▶ **WHAT IS EXPECTED**
Among the lines below, a stretch begins at the one with "later stage works" and ends at the one with "use crate::blueprint::condition::Condition;". Repeat that stretch exactly, ends included.

▶ **Saved entries**
_____
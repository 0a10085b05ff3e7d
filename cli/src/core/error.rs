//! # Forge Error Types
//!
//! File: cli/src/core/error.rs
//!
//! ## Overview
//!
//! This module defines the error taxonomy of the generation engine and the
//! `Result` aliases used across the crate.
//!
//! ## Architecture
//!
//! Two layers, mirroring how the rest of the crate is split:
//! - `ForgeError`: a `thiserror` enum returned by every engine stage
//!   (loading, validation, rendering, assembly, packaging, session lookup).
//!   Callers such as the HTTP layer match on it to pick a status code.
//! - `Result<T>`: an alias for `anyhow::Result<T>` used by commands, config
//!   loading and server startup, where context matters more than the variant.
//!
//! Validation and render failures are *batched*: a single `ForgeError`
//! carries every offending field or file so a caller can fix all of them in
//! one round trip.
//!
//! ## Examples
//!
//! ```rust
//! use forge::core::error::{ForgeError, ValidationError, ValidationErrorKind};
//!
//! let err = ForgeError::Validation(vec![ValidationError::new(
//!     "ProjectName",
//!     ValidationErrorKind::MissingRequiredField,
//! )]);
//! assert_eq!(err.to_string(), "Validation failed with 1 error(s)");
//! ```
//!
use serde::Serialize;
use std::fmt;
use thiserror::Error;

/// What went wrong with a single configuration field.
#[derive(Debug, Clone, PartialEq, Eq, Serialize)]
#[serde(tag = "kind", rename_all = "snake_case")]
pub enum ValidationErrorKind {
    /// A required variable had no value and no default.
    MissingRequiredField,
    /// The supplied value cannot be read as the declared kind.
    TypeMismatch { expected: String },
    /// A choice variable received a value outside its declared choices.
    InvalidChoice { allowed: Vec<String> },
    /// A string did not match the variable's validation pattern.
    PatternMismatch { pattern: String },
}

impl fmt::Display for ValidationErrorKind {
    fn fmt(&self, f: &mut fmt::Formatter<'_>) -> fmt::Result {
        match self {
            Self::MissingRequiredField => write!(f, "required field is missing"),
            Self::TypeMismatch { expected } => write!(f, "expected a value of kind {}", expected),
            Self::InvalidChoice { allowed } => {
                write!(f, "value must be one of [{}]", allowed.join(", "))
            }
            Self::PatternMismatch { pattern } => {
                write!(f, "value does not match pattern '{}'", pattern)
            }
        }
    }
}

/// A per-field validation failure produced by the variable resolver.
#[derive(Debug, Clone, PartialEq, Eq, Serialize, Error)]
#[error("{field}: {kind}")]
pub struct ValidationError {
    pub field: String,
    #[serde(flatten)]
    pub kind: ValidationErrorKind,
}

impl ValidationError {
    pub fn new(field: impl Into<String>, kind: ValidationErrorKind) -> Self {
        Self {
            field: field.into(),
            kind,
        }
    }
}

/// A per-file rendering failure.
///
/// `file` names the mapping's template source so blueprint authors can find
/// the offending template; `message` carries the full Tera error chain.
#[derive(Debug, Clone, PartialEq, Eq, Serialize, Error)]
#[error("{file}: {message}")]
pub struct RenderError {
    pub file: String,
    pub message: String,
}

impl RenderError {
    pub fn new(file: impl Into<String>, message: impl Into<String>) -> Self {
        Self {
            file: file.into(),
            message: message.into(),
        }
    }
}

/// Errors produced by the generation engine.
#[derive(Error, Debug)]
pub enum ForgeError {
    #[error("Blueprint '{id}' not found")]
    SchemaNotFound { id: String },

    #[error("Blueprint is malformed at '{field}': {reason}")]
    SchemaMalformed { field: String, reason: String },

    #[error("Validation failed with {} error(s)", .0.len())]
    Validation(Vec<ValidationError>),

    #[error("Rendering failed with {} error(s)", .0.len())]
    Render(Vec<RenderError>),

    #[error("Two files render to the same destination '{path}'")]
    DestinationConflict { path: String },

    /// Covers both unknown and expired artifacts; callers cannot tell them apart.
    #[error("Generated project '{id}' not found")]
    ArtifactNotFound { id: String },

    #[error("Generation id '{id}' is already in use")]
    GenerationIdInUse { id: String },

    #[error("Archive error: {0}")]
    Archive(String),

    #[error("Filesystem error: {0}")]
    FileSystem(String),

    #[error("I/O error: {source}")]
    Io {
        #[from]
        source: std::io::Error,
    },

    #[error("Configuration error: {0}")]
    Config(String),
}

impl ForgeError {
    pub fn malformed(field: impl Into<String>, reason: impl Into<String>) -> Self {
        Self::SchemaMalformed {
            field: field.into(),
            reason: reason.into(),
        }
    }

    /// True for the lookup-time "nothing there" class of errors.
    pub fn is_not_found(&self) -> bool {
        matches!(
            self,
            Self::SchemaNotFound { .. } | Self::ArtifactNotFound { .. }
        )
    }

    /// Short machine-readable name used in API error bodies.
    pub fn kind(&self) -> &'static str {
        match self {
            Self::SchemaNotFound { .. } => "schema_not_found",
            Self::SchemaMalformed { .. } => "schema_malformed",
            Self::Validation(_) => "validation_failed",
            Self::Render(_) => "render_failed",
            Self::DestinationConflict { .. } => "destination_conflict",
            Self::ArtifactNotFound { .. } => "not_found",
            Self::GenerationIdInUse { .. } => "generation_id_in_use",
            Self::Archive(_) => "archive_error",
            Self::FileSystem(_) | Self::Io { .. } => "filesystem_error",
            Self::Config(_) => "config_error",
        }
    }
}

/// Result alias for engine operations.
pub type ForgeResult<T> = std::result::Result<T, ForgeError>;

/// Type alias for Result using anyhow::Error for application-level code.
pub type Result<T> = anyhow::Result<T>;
_____
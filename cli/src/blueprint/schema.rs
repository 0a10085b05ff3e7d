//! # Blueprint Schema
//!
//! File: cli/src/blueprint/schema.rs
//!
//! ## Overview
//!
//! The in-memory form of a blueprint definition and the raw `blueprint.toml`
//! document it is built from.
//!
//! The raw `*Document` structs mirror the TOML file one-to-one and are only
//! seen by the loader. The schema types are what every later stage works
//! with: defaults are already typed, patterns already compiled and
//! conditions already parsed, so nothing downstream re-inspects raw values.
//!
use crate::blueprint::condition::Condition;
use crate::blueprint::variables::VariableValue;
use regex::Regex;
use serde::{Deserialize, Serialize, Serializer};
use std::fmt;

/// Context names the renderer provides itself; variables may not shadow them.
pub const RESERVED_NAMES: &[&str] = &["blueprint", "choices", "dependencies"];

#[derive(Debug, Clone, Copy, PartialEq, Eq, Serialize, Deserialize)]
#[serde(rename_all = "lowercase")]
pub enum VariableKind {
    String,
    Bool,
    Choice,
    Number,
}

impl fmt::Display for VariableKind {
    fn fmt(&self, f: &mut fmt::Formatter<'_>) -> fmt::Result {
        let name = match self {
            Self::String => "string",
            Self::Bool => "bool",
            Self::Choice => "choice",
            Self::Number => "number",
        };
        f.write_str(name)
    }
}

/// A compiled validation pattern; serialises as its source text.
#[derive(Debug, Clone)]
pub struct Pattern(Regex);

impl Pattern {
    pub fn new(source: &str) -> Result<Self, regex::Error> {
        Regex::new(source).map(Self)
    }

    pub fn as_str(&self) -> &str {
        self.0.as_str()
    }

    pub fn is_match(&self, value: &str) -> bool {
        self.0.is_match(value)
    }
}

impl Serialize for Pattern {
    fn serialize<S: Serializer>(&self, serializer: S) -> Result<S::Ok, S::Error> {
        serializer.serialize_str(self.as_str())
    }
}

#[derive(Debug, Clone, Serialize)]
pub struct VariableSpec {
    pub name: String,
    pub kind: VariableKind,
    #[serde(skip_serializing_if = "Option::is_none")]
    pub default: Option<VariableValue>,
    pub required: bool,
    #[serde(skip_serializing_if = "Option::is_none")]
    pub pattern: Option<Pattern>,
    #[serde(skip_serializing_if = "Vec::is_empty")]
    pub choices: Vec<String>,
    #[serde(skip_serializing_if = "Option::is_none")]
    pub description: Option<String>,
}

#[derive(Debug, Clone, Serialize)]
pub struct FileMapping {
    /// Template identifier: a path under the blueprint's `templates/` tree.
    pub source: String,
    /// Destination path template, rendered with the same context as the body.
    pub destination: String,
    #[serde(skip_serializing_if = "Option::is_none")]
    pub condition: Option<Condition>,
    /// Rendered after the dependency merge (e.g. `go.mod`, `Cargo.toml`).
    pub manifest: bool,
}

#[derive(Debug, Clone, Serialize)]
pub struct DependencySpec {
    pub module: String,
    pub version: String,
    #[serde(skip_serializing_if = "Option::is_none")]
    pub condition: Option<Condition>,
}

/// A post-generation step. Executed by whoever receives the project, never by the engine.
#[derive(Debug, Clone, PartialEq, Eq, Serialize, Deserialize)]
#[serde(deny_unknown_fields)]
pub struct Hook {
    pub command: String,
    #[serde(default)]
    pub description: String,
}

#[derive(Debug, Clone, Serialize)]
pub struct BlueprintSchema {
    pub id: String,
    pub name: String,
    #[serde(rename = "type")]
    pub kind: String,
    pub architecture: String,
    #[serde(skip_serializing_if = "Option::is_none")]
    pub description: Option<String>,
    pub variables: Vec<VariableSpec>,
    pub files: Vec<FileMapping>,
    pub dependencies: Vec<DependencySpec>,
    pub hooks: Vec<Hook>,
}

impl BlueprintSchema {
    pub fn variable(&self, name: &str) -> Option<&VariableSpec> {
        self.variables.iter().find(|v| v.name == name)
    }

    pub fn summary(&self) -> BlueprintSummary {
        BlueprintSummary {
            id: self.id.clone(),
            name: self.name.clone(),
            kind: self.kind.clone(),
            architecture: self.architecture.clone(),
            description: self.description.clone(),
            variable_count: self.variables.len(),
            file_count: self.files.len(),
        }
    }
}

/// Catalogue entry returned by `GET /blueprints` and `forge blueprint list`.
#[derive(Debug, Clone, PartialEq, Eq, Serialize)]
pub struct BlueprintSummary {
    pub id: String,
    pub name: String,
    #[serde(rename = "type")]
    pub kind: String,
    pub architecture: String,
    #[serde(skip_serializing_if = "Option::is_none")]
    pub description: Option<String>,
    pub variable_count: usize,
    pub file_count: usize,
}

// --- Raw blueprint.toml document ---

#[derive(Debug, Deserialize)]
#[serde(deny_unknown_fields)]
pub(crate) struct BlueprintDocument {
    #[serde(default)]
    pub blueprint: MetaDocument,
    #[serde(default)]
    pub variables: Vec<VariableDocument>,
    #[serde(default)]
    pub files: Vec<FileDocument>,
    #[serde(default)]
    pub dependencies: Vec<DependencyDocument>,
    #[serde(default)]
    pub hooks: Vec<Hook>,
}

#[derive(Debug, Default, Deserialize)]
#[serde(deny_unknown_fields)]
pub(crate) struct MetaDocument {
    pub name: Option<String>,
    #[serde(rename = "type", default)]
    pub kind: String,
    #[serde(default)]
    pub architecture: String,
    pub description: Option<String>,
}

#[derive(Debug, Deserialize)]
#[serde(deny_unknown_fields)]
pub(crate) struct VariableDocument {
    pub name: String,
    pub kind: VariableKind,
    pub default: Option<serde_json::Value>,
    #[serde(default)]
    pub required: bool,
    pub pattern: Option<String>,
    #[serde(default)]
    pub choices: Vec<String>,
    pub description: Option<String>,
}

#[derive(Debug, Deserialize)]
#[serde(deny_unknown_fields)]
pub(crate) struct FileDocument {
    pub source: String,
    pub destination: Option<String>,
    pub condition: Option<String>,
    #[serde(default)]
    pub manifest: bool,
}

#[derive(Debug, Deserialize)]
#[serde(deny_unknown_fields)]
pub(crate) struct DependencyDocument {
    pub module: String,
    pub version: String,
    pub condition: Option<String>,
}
_____
▶ **EXPECTED ANSWER**
//! seen by the loader. The schema types are what every later stage works
//! with: defaults are already typed, patterns already compiled and
//! conditions already parsed, so nothing downstream re-inspects raw values.
//!
use crate::blueprint::condition::Condition;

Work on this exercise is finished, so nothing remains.